**Task statement:**
Extract, unchanged, each line of the listing below from its first line through the line that contains "pub const SINGLE_CELL_FILE: &str", inclusive, and nothing else.
+---+
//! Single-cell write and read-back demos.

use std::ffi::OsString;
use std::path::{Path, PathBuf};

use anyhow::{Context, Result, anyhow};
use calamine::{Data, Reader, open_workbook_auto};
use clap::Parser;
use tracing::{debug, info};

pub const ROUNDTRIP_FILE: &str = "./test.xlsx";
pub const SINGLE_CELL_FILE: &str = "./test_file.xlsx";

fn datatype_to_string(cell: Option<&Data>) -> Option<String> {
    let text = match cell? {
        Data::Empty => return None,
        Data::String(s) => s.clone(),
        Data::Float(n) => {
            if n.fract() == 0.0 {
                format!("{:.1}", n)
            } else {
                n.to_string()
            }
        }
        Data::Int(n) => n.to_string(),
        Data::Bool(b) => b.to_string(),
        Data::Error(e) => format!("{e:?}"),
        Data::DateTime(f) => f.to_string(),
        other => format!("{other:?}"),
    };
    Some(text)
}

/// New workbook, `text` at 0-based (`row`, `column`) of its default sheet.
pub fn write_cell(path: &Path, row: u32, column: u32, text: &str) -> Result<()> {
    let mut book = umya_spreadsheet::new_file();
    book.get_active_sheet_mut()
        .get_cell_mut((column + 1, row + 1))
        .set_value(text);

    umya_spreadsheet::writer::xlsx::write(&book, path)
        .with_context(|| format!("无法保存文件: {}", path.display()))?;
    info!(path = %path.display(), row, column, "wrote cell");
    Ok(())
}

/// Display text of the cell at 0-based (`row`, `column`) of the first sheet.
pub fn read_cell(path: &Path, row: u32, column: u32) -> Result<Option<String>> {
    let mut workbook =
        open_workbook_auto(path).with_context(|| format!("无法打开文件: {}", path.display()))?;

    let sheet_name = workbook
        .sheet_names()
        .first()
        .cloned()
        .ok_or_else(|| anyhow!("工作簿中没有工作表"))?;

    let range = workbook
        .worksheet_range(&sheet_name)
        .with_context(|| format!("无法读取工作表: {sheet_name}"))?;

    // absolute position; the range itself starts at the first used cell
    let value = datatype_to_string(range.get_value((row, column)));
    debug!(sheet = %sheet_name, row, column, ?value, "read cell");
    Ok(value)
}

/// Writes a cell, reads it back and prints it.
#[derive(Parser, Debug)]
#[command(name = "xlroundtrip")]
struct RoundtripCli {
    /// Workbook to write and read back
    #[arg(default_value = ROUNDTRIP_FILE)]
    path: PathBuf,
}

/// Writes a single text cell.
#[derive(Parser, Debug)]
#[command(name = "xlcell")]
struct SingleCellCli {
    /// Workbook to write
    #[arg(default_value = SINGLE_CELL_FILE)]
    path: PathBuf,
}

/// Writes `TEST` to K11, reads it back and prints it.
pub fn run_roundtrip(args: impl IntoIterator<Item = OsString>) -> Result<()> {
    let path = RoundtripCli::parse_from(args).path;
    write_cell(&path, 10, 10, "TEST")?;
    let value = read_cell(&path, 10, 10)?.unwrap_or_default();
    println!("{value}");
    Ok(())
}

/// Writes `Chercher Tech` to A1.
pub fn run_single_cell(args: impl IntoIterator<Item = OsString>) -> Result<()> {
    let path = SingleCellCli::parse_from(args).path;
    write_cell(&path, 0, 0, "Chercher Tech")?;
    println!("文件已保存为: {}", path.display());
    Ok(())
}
+---+
**Exercise response:**
//! Single-cell write and read-back demos.

use std::ffi::OsString;
use std::path::{Path, PathBuf};

use anyhow::{Context, Result, anyhow};
use calamine::{Data, Reader, open_workbook_auto};
use clap::Parser;
use tracing::{debug, info};

pub const ROUNDTRIP_FILE: &str = "./test.xlsx";
pub const SINGLE_CELL_FILE: &str = "./test_file.xlsx";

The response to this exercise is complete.